1. Apply for a National Provider Identifier. This is a 10-digit number that identifies you and your business as a unique provider of medical services for the government and its accompanying functions. The great thing about getting an NPI is that it is free and the forms can be filled out online or via paper and then mailed to the Centers for Medicare and Medicaid Services offices. This ensures that those who want to go through the Medicare provider application process have multiple avenues afforded to them to seek formal approval for their application.

2. If the provider is a sole proprietor of the business, only one NPI is needed before proceeding to the next step of the process. However, if the business is a corporation or a limited partnership, both the business and the practitioner will require separate NPIs to distinguish them as separate entities.

3. Once the NPI has been issued, typically after 10-days of receipt of the application, one can now complete CMS Form CMS-855. This is the enrollment form for the Medicare provider. It should be properly noted that in the case of a sole proprietor, form CMS-855i should be used instead.

4. Those who want to go through the Medicare provider application process must see to it that all fields of CMS-855 or 855i forms are properly and thoroughly filled up. Erroneous data is sufficient grounds to reject the application, if not ban the provider from seeking Medicare provider applications in the future.
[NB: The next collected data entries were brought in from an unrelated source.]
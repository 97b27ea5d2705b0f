use fec::codec::CodecMap;
use log::error;
use packet::FecScheme;
use shared::error::{Error, Result};

/// Endpoint interface: which leg of a slot a network endpoint serves.
#[derive(Debug, Clone, Copy, PartialEq, Eq)]
pub enum Interface {
    /// Audio source packets.
    AudioSource,
    /// FEC repair packets.
    AudioRepair,
    /// Control protocol packets.
    AudioControl,
}

impl std::fmt::Display for Interface {
    fn fmt(&self, f: &mut std::fmt::Formatter<'_>) -> std::fmt::Result {
        match self {
            Interface::AudioSource => write!(f, "audio source"),
            Interface::AudioRepair => write!(f, "audio repair"),
            Interface::AudioControl => write!(f, "audio control"),
        }
    }
}

/// Endpoint protocol.
#[derive(Debug, Clone, Copy, PartialEq, Eq)]
pub enum Protocol {
    /// Bare RTP.
    Rtp,
    /// RTP with Reed-Solomon FECFRAME footers.
    RtpRs8mSource,
    /// Reed-Solomon repair packets.
    Rs8mRepair,
    /// RTP with LDPC-Staircase FECFRAME footers.
    RtpLdpcSource,
    /// LDPC-Staircase repair packets.
    LdpcRepair,
    /// RTCP.
    Rtcp,
}

impl std::fmt::Display for Protocol {
    fn fmt(&self, f: &mut std::fmt::Formatter<'_>) -> std::fmt::Result {
        match self {
            Protocol::Rtp => write!(f, "rtp"),
            Protocol::RtpRs8mSource => write!(f, "rtp+rs8m"),
            Protocol::Rs8mRepair => write!(f, "rs8m"),
            Protocol::RtpLdpcSource => write!(f, "rtp+ldpc"),
            Protocol::LdpcRepair => write!(f, "ldpc"),
            Protocol::Rtcp => write!(f, "rtcp"),
        }
    }
}

/// Static attributes of a protocol.
#[derive(Debug, Clone, Copy)]
pub struct ProtocolAttrs {
    pub iface: Interface,
    pub fec_scheme: FecScheme,
}

pub fn proto_attrs(proto: Protocol) -> ProtocolAttrs {
    match proto {
        Protocol::Rtp => ProtocolAttrs {
            iface: Interface::AudioSource,
            fec_scheme: FecScheme::None,
        },
        Protocol::RtpRs8mSource => ProtocolAttrs {
            iface: Interface::AudioSource,
            fec_scheme: FecScheme::Rs8m,
        },
        Protocol::Rs8mRepair => ProtocolAttrs {
            iface: Interface::AudioRepair,
            fec_scheme: FecScheme::Rs8m,
        },
        Protocol::RtpLdpcSource => ProtocolAttrs {
            iface: Interface::AudioSource,
            fec_scheme: FecScheme::LdpcStaircase,
        },
        Protocol::LdpcRepair => ProtocolAttrs {
            iface: Interface::AudioRepair,
            fec_scheme: FecScheme::LdpcStaircase,
        },
        Protocol::Rtcp => ProtocolAttrs {
            iface: Interface::AudioControl,
            fec_scheme: FecScheme::None,
        },
    }
}

/// Check that a protocol is suitable for an interface and that its FEC
/// scheme is supported by the codec registry.
pub fn validate_endpoint(iface: Interface, proto: Protocol, codec_map: &CodecMap) -> Result<()> {
    let attrs = proto_attrs(proto);

    if attrs.iface != iface {
        error!("bad endpoints configuration: {proto} protocol is not suitable for {iface} endpoint");
        return Err(Error::ProtoInterfaceMismatch);
    }

    if attrs.fec_scheme != FecScheme::None && !codec_map.has_scheme(attrs.fec_scheme) {
        error!(
            "bad endpoints configuration: {iface} endpoint protocol '{proto}' implies fec scheme \
             '{}', which is not supported",
            attrs.fec_scheme
        );
        return Err(Error::ProtoSchemeMismatch);
    }

    Ok(())
}

/// Check that an endpoint protocol agrees with the pipeline FEC scheme.
pub fn validate_endpoint_and_pipeline_consistency(
    pipeline_fec_scheme: FecScheme,
    iface: Interface,
    proto: Protocol,
) -> Result<()> {
    let attrs = proto_attrs(proto);

    if iface == Interface::AudioRepair && pipeline_fec_scheme == FecScheme::None {
        error!(
            "bad endpoints configuration: repair endpoint is provided, but pipeline is not \
             configured to use any fec scheme"
        );
        return Err(Error::ProtoSchemeMismatch);
    }

    if attrs.fec_scheme != pipeline_fec_scheme {
        error!(
            "bad endpoints configuration: {iface} endpoint protocol '{proto}' implies fec scheme \
             '{}', but pipeline is configured to use fec scheme '{pipeline_fec_scheme}'",
            attrs.fec_scheme
        );
        return Err(Error::ProtoSchemeMismatch);
    }

    Ok(())
}

/// Check that source and repair endpoint protocols agree on one FEC
/// scheme (or that both use none).
pub fn validate_endpoint_pair_consistency(
    source_proto: Option<Protocol>,
    repair_proto: Option<Protocol>,
) -> Result<()> {
    let Some(source_proto) = source_proto else {
        error!("bad endpoints configuration: no source endpoint provided");
        return Err(Error::ProtoPairMismatch);
    };
    let source_attrs = proto_attrs(source_proto);

    match repair_proto {
        None => {
            if source_attrs.fec_scheme != FecScheme::None {
                error!(
                    "bad endpoints configuration: source endpoint protocol '{source_proto}' \
                     implies fec scheme '{}' and two endpoints, but repair endpoint is not \
                     provided",
                    source_attrs.fec_scheme
                );
                return Err(Error::ProtoPairMismatch);
            }
        }
        Some(repair_proto) => {
            let repair_attrs = proto_attrs(repair_proto);
            if source_attrs.fec_scheme == FecScheme::None {
                error!(
                    "bad endpoints configuration: source endpoint protocol '{source_proto}' \
                     implies no fec scheme and one endpoint, but repair endpoint is provided"
                );
                return Err(Error::ProtoPairMismatch);
            }
            if source_attrs.fec_scheme != repair_attrs.fec_scheme {
                error!(
                    "bad endpoints configuration: source endpoint protocol '{source_proto}' \
                     implies fec scheme '{}', but repair endpoint protocol '{repair_proto}' \
                     implies fec scheme '{}'",
                    source_attrs.fec_scheme, repair_attrs.fec_scheme
                );
                return Err(Error::ProtoPairMismatch);
            }
        }
    }

    Ok(())
}

#[cfg(test)]
mod tests {
    use super::*;

    #[test]
    fn test_iface_mismatch() {
        let codec_map = CodecMap::new();
        assert!(validate_endpoint(Interface::AudioSource, Protocol::Rtp, &codec_map).is_ok());
        assert!(
            validate_endpoint(Interface::AudioRepair, Protocol::Rtp, &codec_map).is_err()
        );
        assert!(
            validate_endpoint(Interface::AudioControl, Protocol::Rtcp, &codec_map).is_ok()
        );
    }

    #[test]
    fn test_pair_consistency() {
        assert!(validate_endpoint_pair_consistency(Some(Protocol::Rtp), None).is_ok());
        assert!(validate_endpoint_pair_consistency(
            Some(Protocol::RtpRs8mSource),
            Some(Protocol::Rs8mRepair)
        )
        .is_ok());
        // fec source without repair endpoint
        assert!(validate_endpoint_pair_consistency(Some(Protocol::RtpRs8mSource), None).is_err());
        // plain source with repair endpoint
        assert!(validate_endpoint_pair_consistency(
            Some(Protocol::Rtp),
            Some(Protocol::Rs8mRepair)
        )
        .is_err());
        // mixed schemes
        assert!(validate_endpoint_pair_consistency(
            Some(Protocol::RtpRs8mSource),
            Some(Protocol::LdpcRepair)
        )
        .is_err());
    }

    #[test]
    fn test_pipeline_consistency() {
        assert!(validate_endpoint_and_pipeline_consistency(
            FecScheme::Rs8m,
            Interface::AudioSource,
            Protocol::RtpRs8mSource
        )
        .is_ok());
        assert!(validate_endpoint_and_pipeline_consistency(
            FecScheme::None,
            Interface::AudioRepair,
            Protocol::Rs8mRepair
        )
        .is_err());
        assert!(validate_endpoint_and_pipeline_consistency(
            FecScheme::LdpcStaircase,
            Interface::AudioSource,
            Protocol::RtpRs8mSource
        )
        .is_err());
    }
}
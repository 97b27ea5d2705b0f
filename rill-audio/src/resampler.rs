use crate::frame::{Frame, FrameReader};
use crate::sample::SampleSpec;
use shared::error::Result;
use shared::time::Nanos;

/// How many per-channel samples to pull from the inner reader at once.
const CHUNK_FRAMES: usize = 256;

/// Linear-interpolation resampler with a tunable scaling factor.
///
/// Scaling is the ratio of input rate to output rate: with scaling above
/// one the resampler consumes input faster than it produces output, which
/// drains the receiver queue; below one it stretches the input. The
/// latency tuner keeps the factor within fractions of a percent of one,
/// where linear interpolation is transparent enough for speech and music.
pub struct Resampler {
    inner: Box<dyn FrameReader>,
    spec: SampleSpec,
    scaling: f64,

    // Interleaved input window and fractional read position within it,
    // in per-channel frames.
    window: Vec<f32>,
    pos: f64,
    window_capture_ts: Nanos,
    flags: u8,
}

impl Resampler {
    pub fn new(inner: Box<dyn FrameReader>, spec: SampleSpec) -> Self {
        Self {
            inner,
            spec,
            scaling: 1.0,
            window: Vec::new(),
            pos: 0.0,
            window_capture_ts: 0,
            flags: 0,
        }
    }

    pub fn scaling(&self) -> f64 {
        self.scaling
    }

    pub fn set_scaling(&mut self, scaling: f64) {
        assert!(scaling > 0.0, "resampler: scaling must be positive");
        self.scaling = scaling;
    }

    fn window_frames(&self) -> usize {
        self.window.len() / self.spec.num_channels
    }

    fn pull_input(&mut self) -> Result<()> {
        let frame = self
            .inner
            .read(CHUNK_FRAMES * self.spec.num_channels)?;
        if self.window.is_empty() && frame.capture_timestamp != 0 {
            self.window_capture_ts = frame.capture_timestamp;
        }
        self.flags |= frame.flags;
        self.window.extend_from_slice(&frame.samples);
        Ok(())
    }

    fn drop_consumed(&mut self) {
        let consumed = self.pos.floor() as usize;
        if consumed == 0 {
            return;
        }
        let keep_from = consumed.min(self.window_frames());
        self.window.drain(..keep_from * self.spec.num_channels);
        self.pos -= keep_from as f64;
        if self.window_capture_ts != 0 {
            self.window_capture_ts += self.spec.samples_to_ns(keep_from);
        }
    }
}

impl FrameReader for Resampler {
    fn read(&mut self, num_samples: usize) -> Result<Frame> {
        let channels = self.spec.num_channels;
        assert!(num_samples % channels == 0);
        let out_frames = num_samples / channels;

        let mut frame = Frame::new(num_samples, channels);
        if self.window_capture_ts != 0 {
            // First output sample is at fractional input position `pos`.
            frame.capture_timestamp = self.window_capture_ts
                + (self.pos * self.spec.samples_to_ns(1) as f64) as Nanos;
        }

        for out_index in 0..out_frames {
            // Interpolation needs the sample at floor(pos) and the next one.
            while self.window_frames() < self.pos.floor() as usize + 2 {
                self.pull_input()?;
            }

            let base = self.pos.floor() as usize;
            let frac = (self.pos - base as f64) as f32;
            for ch in 0..channels {
                let a = self.window[base * channels + ch];
                let b = self.window[(base + 1) * channels + ch];
                frame.samples[out_index * channels + ch] = a * (1.0 - frac) + b * frac;
            }

            self.pos += self.scaling;
        }

        self.drop_consumed();

        frame.flags = self.flags;
        self.flags = 0;
        Ok(frame)
    }
}

#[cfg(test)]
mod tests {
    use super::*;

    struct Ramp {
        next: f32,
        step: f32,
    }

    impl FrameReader for Ramp {
        fn read(&mut self, num_samples: usize) -> Result<Frame> {
            let mut frame = Frame::new(num_samples, 1);
            for sample in frame.samples.iter_mut() {
                *sample = self.next;
                self.next += self.step;
            }
            frame.flags = Frame::HAS_SIGNAL;
            Ok(frame)
        }
    }

    #[test]
    fn test_unity_scaling_passthrough() {
        let mut resampler = Resampler::new(
            Box::new(Ramp {
                next: 0.0,
                step: 0.001,
            }),
            SampleSpec::new(44100, 1),
        );

        let frame = resampler.read(100).unwrap();
        for (i, sample) in frame.samples.iter().enumerate() {
            assert!((sample - i as f32 * 0.001).abs() < 1e-5, "at {i}");
        }
    }

    #[test]
    fn test_scaling_above_one_consumes_faster() {
        let mut resampler = Resampler::new(
            Box::new(Ramp {
                next: 0.0,
                step: 0.001,
            }),
            SampleSpec::new(44100, 1),
        );
        resampler.set_scaling(1.5);

        let frame = resampler.read(100).unwrap();
        // Output advances 1.5 input samples per output sample.
        assert!((frame.samples[99] - 99.0 * 1.5 * 0.001).abs() < 1e-4);
    }

    #[test]
    fn test_interpolates_between_samples() {
        let mut resampler = Resampler::new(
            Box::new(Ramp {
                next: 0.0,
                step: 0.1,
            }),
            SampleSpec::new(44100, 1),
        );
        resampler.set_scaling(0.5);

        let frame = resampler.read(4).unwrap();
        assert!((frame.samples[1] - 0.05).abs() < 1e-5);
        assert!((frame.samples[3] - 0.15).abs() < 1e-5);
    }
}
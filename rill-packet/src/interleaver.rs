use crate::io::PacketWriter;
use crate::packet::Packet;
use rand::seq::SliceRandom;
use shared::error::Result;

/// Reorders adjacent packets before sending so that a burst loss on the
/// wire maps to scattered losses across FEC blocks.
///
/// Packets are collected into a delay line of `block_size` slots and
/// flushed in a fixed pseudo-random permutation. The permutation is drawn
/// once at construction.
pub struct Interleaver {
    writer: Box<dyn PacketWriter>,
    order: Vec<usize>,
    pending: Vec<Option<Packet>>,
    count: usize,
}

impl Interleaver {
    pub fn new(writer: Box<dyn PacketWriter>, block_size: usize) -> Self {
        assert!(block_size > 0, "interleaver: zero block size");

        let mut order: Vec<usize> = (0..block_size).collect();
        order.shuffle(&mut rand::rng());

        let mut pending = Vec::with_capacity(block_size);
        pending.resize_with(block_size, || None);

        Self {
            writer,
            order,
            pending,
            count: 0,
        }
    }

    /// Send out everything collected so far, in permuted order.
    pub fn flush(&mut self) -> Result<()> {
        for index in 0..self.order.len() {
            let slot = self.order[index];
            if let Some(packet) = self.pending[slot].take() {
                self.writer.write(packet)?;
            }
        }
        self.count = 0;
        Ok(())
    }
}

impl PacketWriter for Interleaver {
    fn write(&mut self, packet: Packet) -> Result<()> {
        let slot = self.count;
        self.pending[slot] = Some(packet);
        self.count += 1;

        if self.count == self.pending.len() {
            self.flush()?;
        }
        Ok(())
    }
}

#[cfg(test)]
mod tests {
    use super::*;
    use crate::packet::Rtp;
    use std::cell::RefCell;
    use std::rc::Rc;

    struct Capture(Rc<RefCell<Vec<u16>>>);

    impl PacketWriter for Capture {
        fn write(&mut self, packet: Packet) -> Result<()> {
            self.0.borrow_mut().push(packet.rtp.unwrap().seqnum);
            Ok(())
        }
    }

    #[test]
    fn test_all_packets_delivered() {
        let seen: Rc<RefCell<Vec<u16>>> = Rc::default();
        let mut interleaver = Interleaver::new(Box::new(Capture(seen.clone())), 4);

        for seqnum in 0..8u16 {
            let mut packet = Packet::new();
            packet.rtp = Some(Rtp {
                seqnum,
                ..Default::default()
            });
            interleaver.write(packet).unwrap();
        }

        let mut got = seen.borrow().clone();
        got.sort_unstable();
        assert_eq!(got, (0..8).collect::<Vec<_>>());
    }

    #[test]
    fn test_flush_partial() {
        let seen: Rc<RefCell<Vec<u16>>> = Rc::default();
        let mut interleaver = Interleaver::new(Box::new(Capture(seen.clone())), 8);

        for seqnum in 0..3u16 {
            let mut packet = Packet::new();
            packet.rtp = Some(Rtp {
                seqnum,
                ..Default::default()
            });
            interleaver.write(packet).unwrap();
        }
        assert_eq!(seen.borrow().len(), 0);

        interleaver.flush().unwrap();
        assert_eq!(seen.borrow().len(), 3);
    }
}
5. Submit the form to the corresponding CMS office in your area. The CMS website provides a comprehensive listing of the authorized carriers or centers that will process the application. The whole processing period should last about 60 days.

6. Once you have a response from the carrier that your application is approved, you will need to decide if you want to be a participating provider or a nonparticipation provider. There are serious implications to each decision, one that CMS is better equipped to answer. In a nutshell, and only as an overview, participating providers can accept Medicare reimbursement as the primary form of payment but they cannot send additional billing to Medicare patients. The advantage however is that participating providers generally have a 5% higher reimbursement rate than non-participating providers and that payment is done directly by Medicare.

The Medicare provider application process is fairly straightforward and is certainly a great goal for those in the medical services industry. Check it out and expand your business by becoming a Medicare provider today.

Though our site is mainly targeting those interested in Medicare supplement insurance, we do like to add other articles such as this one for any readers interested in the subject of Medicare provider application.